Stored records:
+===+

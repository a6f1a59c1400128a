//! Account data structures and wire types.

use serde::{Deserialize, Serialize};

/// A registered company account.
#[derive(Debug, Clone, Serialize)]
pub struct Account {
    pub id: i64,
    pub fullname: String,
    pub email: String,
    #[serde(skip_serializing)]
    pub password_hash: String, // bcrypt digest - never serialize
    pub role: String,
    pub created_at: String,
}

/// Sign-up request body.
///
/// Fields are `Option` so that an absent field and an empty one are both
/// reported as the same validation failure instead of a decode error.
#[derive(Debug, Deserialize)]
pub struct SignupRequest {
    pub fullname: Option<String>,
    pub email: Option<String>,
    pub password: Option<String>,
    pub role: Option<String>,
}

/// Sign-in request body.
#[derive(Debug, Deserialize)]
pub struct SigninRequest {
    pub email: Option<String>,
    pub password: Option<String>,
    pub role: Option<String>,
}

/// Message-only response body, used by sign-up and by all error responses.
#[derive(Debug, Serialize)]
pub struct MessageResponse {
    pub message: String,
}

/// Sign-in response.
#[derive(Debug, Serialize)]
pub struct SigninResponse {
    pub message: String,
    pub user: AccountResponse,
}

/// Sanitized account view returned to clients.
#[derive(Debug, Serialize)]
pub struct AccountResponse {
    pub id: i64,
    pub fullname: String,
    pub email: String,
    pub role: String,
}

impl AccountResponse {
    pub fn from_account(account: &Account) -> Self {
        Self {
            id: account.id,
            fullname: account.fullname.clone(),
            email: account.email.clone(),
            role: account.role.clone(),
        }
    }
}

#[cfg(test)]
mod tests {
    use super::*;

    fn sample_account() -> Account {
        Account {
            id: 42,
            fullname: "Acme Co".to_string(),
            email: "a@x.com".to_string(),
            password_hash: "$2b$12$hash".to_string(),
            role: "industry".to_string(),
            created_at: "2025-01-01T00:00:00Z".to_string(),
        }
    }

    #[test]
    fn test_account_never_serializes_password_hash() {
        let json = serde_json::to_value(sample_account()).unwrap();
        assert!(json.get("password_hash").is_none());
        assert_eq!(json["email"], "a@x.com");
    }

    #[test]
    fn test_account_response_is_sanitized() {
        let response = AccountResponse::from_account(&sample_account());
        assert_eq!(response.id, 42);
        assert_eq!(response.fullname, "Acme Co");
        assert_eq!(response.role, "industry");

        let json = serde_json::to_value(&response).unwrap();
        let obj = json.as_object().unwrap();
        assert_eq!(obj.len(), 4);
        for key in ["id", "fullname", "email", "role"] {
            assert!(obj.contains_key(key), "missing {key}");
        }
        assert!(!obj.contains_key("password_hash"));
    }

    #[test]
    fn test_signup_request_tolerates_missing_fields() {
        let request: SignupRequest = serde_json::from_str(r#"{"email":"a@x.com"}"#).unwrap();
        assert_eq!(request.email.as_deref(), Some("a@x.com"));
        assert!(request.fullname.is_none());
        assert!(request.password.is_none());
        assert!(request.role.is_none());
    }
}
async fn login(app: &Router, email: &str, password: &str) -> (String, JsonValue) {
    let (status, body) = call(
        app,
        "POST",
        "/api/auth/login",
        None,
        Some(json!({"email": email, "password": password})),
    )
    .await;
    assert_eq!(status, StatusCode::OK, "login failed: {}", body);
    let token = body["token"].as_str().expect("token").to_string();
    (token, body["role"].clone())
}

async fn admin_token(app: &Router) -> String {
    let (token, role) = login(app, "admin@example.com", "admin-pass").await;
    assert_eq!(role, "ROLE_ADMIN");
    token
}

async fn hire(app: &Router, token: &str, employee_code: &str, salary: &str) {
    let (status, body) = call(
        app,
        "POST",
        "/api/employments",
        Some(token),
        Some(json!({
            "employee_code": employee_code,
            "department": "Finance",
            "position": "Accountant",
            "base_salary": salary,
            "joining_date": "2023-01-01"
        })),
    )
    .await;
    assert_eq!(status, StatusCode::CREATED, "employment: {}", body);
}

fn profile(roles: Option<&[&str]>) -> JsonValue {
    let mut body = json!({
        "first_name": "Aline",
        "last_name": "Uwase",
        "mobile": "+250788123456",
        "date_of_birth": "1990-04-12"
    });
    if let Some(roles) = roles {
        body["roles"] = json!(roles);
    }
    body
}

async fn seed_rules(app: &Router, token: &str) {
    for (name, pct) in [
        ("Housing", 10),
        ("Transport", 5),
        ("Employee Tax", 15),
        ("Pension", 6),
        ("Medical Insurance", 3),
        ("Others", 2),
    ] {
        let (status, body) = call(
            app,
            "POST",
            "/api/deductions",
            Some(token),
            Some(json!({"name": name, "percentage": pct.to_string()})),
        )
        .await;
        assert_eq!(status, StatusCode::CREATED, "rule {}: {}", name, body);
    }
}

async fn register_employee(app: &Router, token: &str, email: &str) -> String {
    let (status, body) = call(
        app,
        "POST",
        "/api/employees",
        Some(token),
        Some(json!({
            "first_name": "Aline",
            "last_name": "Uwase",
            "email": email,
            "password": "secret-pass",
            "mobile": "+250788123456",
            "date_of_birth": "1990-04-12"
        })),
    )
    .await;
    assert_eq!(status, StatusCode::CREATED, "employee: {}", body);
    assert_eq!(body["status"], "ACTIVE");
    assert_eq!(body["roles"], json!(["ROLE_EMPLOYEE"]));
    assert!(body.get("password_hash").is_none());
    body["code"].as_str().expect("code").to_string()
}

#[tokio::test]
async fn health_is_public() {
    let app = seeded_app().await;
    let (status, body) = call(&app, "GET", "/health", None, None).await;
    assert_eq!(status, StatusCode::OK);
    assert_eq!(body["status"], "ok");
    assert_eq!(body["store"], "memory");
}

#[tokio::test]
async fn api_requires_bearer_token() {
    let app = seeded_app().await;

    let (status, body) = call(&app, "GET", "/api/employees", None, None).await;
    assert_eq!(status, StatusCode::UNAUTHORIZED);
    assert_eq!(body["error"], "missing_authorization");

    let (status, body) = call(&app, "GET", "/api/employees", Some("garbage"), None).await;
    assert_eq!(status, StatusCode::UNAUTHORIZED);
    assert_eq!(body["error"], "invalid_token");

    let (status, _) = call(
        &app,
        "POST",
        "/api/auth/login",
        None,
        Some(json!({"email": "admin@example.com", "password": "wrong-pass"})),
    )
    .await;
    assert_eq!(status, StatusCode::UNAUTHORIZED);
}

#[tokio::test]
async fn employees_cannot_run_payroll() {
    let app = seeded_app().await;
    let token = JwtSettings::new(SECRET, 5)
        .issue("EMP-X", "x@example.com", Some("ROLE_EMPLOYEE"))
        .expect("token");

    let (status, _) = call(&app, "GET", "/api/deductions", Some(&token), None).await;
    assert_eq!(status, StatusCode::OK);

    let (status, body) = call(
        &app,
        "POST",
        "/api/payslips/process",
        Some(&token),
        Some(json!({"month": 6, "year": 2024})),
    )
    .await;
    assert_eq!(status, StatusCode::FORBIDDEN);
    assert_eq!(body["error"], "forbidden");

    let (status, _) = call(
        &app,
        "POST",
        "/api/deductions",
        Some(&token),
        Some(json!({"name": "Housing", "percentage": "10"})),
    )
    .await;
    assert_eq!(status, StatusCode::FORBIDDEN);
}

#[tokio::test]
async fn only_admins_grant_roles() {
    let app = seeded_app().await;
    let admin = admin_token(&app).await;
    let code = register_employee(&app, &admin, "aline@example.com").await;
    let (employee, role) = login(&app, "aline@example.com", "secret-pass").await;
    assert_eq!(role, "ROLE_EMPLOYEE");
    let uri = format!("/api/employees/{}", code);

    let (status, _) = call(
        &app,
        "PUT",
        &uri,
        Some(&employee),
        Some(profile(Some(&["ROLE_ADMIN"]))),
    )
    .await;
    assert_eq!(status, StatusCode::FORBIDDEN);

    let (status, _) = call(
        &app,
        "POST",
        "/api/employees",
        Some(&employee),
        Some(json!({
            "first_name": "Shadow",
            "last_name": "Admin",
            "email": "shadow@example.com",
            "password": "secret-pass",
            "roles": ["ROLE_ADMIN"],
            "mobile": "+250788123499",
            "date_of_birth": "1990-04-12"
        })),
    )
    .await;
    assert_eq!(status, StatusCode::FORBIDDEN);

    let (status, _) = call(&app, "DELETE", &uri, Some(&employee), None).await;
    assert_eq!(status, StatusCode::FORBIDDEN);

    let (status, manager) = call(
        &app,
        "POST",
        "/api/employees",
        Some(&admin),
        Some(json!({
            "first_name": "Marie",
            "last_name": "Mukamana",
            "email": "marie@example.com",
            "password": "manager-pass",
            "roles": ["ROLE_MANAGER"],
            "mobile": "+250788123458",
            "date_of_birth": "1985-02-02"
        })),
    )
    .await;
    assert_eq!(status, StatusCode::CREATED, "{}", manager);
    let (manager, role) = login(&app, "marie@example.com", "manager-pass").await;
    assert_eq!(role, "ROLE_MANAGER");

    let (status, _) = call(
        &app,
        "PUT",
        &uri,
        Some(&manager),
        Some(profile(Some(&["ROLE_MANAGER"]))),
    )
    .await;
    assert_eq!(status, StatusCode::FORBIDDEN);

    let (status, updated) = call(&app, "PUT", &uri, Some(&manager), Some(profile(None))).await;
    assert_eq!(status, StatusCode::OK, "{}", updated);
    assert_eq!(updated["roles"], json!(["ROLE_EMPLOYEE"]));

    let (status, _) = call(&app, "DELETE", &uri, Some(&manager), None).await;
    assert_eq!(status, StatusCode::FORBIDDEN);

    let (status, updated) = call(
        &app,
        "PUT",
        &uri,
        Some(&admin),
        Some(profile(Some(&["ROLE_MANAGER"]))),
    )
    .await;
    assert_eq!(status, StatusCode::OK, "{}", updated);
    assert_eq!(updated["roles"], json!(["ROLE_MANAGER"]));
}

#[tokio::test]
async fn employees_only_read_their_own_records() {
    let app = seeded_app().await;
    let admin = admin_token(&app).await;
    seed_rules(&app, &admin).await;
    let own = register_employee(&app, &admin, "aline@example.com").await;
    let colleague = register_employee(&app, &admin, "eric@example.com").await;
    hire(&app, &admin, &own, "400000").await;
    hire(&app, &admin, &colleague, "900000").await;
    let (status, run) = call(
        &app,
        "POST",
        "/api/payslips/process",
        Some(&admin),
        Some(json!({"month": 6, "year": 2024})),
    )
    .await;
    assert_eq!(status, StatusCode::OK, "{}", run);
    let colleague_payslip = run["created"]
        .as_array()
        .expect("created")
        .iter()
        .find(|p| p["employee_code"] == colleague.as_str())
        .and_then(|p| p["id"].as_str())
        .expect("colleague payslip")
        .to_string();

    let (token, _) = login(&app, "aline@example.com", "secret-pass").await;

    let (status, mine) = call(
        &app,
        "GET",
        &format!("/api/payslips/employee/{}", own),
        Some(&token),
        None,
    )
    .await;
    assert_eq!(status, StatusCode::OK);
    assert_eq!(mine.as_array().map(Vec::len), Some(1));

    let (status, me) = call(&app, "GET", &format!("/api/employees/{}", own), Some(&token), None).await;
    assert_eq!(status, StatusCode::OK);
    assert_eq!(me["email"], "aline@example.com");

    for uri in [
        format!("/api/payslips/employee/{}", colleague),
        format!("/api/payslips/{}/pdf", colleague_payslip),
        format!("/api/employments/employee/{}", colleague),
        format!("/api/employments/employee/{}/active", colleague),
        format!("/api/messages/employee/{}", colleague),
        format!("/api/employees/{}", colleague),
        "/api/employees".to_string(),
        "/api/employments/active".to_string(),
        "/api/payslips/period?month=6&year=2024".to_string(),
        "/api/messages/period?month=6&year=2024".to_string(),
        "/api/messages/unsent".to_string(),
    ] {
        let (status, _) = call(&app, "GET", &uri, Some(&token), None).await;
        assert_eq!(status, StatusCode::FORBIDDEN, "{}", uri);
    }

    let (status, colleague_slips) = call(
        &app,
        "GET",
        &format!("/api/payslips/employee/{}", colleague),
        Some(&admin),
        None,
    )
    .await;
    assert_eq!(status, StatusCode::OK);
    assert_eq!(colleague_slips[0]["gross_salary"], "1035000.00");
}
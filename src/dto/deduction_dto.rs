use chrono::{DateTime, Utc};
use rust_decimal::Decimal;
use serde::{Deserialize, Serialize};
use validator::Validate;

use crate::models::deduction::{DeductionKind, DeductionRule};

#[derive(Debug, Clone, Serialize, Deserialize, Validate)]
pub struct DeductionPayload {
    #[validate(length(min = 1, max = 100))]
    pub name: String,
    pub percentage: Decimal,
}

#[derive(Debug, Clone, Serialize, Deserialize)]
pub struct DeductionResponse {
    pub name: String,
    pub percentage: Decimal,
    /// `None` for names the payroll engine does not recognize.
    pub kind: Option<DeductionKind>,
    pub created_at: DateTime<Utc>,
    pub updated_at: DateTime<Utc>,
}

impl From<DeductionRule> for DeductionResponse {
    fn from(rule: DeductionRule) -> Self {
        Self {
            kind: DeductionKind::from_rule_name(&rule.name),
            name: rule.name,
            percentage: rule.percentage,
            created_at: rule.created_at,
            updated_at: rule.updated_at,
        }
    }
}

+===+

_Goal of the exercise_. Based on the records above, how many lines hold the string "expect"? Answer with the number by itself.

_Answer space_. 5